Collected data entries
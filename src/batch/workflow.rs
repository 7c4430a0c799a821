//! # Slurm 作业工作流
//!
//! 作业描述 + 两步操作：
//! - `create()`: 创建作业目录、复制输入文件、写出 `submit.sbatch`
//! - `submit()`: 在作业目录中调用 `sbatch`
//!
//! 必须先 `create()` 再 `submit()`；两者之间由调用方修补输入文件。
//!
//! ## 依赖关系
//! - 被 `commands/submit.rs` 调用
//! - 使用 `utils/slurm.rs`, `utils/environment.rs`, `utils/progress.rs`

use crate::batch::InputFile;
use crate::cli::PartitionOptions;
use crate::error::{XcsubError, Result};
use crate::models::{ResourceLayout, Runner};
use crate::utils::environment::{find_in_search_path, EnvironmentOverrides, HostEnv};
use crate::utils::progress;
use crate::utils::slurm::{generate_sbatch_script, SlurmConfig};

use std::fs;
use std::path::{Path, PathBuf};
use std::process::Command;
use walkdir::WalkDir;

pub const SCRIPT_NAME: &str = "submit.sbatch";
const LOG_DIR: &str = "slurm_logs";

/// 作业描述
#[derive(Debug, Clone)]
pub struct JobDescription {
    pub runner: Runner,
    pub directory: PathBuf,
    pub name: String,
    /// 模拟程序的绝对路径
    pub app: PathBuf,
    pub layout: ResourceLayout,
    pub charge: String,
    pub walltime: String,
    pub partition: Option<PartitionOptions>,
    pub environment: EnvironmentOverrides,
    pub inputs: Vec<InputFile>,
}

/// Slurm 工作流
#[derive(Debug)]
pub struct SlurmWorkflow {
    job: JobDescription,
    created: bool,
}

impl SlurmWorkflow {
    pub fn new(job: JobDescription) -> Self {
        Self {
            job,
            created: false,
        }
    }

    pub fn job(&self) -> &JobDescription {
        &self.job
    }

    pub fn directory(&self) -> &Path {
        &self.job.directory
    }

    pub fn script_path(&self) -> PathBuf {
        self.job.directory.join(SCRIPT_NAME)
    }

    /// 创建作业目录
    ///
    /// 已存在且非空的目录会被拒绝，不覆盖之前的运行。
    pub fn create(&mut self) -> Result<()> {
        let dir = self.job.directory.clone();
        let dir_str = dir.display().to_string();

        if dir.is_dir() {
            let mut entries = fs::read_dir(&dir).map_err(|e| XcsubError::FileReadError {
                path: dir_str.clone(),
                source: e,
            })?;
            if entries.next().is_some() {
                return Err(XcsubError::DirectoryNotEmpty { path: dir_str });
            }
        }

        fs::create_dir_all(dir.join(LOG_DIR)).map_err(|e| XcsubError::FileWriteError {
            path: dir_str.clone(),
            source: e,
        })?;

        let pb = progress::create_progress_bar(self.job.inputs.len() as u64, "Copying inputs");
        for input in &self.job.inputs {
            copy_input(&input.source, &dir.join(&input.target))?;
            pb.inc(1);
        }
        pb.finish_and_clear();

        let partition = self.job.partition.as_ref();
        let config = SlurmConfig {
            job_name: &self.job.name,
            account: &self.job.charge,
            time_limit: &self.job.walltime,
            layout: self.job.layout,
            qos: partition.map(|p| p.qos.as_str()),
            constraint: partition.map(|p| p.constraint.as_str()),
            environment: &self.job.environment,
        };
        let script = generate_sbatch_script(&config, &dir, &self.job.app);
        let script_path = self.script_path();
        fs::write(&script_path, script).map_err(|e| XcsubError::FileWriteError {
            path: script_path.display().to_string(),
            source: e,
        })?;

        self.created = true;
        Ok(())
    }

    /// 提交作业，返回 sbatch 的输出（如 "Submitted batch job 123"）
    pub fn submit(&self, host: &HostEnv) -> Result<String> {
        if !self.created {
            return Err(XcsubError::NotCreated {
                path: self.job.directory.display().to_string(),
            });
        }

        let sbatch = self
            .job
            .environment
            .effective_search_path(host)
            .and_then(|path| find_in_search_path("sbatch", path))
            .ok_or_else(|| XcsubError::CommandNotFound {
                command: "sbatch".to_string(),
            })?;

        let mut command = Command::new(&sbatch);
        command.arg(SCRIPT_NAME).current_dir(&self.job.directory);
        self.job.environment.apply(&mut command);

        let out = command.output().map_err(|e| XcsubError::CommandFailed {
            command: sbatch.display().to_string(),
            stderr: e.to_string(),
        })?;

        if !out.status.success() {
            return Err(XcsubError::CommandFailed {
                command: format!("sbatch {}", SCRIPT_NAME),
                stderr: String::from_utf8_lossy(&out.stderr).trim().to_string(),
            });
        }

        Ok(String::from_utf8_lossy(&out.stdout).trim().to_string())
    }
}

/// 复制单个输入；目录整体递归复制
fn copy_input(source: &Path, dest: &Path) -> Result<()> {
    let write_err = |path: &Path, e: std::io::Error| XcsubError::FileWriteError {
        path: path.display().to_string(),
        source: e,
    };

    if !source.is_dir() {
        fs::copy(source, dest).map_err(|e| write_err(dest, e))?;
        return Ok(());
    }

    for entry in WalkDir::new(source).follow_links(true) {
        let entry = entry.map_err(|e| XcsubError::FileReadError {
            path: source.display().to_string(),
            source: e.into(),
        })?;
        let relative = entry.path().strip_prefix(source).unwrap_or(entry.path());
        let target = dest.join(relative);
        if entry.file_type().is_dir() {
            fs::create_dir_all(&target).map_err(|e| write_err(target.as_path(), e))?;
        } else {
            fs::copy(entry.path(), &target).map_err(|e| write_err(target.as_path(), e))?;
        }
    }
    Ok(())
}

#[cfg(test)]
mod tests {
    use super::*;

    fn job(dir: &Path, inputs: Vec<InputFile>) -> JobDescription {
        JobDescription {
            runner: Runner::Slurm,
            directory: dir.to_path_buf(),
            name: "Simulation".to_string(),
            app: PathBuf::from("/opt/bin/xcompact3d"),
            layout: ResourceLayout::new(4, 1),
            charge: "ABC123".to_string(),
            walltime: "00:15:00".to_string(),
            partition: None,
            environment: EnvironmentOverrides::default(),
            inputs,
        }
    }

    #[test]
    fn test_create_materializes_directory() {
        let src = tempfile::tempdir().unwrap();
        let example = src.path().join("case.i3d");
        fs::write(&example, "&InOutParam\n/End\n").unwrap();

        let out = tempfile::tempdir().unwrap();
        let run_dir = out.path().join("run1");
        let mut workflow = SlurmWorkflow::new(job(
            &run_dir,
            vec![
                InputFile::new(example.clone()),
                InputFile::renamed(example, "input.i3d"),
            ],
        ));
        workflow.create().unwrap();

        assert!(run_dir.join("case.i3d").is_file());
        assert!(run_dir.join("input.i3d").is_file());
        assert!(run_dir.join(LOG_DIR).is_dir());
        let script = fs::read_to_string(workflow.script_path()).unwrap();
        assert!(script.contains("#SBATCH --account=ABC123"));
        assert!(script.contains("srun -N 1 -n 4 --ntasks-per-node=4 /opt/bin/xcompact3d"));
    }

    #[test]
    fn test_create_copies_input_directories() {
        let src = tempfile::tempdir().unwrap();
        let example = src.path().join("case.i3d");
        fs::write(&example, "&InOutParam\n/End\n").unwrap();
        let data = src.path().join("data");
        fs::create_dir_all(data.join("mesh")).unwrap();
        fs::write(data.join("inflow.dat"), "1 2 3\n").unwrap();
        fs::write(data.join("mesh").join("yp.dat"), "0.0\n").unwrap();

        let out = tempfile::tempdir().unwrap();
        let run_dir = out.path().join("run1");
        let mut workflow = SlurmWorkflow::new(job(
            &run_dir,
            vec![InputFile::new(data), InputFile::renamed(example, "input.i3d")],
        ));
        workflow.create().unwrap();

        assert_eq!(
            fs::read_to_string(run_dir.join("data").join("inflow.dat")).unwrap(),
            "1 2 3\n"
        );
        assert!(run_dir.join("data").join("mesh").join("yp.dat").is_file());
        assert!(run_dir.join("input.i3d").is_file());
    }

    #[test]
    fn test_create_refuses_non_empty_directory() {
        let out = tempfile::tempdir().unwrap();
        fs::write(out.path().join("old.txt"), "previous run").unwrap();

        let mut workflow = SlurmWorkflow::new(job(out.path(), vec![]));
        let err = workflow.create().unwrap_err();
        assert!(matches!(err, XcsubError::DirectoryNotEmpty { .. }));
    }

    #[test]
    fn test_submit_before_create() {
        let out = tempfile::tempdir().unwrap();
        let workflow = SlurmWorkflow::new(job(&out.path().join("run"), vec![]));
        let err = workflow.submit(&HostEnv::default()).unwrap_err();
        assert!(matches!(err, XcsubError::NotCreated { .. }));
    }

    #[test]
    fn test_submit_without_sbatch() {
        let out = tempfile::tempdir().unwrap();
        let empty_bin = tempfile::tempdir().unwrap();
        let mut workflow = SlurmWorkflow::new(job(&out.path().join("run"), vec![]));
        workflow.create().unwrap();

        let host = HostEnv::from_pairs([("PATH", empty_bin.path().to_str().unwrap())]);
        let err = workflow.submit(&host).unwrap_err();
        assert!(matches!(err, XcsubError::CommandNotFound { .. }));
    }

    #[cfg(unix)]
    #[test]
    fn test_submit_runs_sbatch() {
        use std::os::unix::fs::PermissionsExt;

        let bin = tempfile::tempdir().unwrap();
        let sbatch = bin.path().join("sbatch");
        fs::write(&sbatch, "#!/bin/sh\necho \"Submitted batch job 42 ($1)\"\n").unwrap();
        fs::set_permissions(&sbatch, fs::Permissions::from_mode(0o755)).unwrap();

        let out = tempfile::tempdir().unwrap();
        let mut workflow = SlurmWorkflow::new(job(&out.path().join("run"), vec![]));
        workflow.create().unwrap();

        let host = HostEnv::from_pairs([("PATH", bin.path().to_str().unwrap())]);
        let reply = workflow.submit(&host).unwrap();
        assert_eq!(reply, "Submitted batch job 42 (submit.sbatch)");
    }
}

* * *

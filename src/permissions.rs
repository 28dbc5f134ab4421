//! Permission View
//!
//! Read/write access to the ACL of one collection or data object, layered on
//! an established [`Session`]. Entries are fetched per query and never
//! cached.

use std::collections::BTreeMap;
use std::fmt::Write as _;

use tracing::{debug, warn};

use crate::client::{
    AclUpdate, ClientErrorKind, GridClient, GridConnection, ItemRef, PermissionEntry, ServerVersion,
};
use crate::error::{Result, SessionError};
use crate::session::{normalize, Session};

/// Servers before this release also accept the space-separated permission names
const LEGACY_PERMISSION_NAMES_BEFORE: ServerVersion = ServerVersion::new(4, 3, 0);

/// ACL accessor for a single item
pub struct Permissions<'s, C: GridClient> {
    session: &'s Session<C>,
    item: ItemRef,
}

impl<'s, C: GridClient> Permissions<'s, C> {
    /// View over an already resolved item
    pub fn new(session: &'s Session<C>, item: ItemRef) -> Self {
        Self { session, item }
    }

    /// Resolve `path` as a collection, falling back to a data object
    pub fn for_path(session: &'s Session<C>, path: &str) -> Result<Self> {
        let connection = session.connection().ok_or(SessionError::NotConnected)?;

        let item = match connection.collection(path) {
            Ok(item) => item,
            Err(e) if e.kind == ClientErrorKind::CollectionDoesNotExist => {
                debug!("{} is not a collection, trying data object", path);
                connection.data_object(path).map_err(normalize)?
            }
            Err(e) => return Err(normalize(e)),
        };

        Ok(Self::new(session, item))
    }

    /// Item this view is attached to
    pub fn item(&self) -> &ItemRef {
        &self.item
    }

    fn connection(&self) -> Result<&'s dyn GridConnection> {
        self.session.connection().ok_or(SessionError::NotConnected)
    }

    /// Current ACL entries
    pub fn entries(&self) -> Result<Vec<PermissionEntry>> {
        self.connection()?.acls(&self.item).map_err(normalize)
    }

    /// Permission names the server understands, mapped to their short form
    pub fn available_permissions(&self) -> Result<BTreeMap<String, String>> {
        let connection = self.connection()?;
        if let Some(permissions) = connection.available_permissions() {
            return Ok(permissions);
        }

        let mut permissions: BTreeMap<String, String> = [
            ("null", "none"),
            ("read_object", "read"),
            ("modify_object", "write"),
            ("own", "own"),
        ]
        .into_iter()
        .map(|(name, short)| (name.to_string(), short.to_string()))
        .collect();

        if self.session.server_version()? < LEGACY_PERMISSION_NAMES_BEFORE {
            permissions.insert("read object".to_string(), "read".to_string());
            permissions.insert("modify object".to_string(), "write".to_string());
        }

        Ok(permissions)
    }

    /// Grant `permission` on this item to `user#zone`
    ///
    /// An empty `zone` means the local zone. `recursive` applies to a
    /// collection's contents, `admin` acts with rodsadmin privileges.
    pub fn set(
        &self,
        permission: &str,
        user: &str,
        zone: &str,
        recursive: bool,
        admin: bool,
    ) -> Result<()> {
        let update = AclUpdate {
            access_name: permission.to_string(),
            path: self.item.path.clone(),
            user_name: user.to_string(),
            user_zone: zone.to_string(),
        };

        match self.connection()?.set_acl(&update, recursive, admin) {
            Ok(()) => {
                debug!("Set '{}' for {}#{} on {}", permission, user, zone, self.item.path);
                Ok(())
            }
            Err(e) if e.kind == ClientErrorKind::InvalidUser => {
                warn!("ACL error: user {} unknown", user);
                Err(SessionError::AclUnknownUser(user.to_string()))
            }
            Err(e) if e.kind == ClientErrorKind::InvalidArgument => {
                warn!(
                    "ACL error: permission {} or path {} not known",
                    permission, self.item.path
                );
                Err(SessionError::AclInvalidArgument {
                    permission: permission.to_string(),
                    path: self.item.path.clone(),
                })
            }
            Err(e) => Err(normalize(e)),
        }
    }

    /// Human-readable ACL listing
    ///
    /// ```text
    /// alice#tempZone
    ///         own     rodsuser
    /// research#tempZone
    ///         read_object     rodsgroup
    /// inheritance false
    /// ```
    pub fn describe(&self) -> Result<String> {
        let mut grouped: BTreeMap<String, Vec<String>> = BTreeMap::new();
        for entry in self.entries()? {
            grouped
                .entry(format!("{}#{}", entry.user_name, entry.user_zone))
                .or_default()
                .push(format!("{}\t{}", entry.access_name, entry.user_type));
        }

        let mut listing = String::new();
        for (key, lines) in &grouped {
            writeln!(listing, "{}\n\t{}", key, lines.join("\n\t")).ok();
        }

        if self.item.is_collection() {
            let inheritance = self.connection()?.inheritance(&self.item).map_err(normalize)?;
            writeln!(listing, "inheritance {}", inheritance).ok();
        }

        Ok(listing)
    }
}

PROBLEM REQUIREMENTS:
Taking the entries above, print exactly the lines starting at the line with "Err(e) if e.kind == ClientErrorKind::InvalidUser" and ending at the line with "permission, self.item.path", both included.

ANSWER SECTION:
            Err(e) if e.kind == ClientErrorKind::InvalidUser => {
                warn!("ACL error: user {} unknown", user);
                Err(SessionError::AclUnknownUser(user.to_string()))
            }
            Err(e) if e.kind == ClientErrorKind::InvalidArgument => {
                warn!(
                    "ACL error: permission {} or path {} not known",
                    permission, self.item.path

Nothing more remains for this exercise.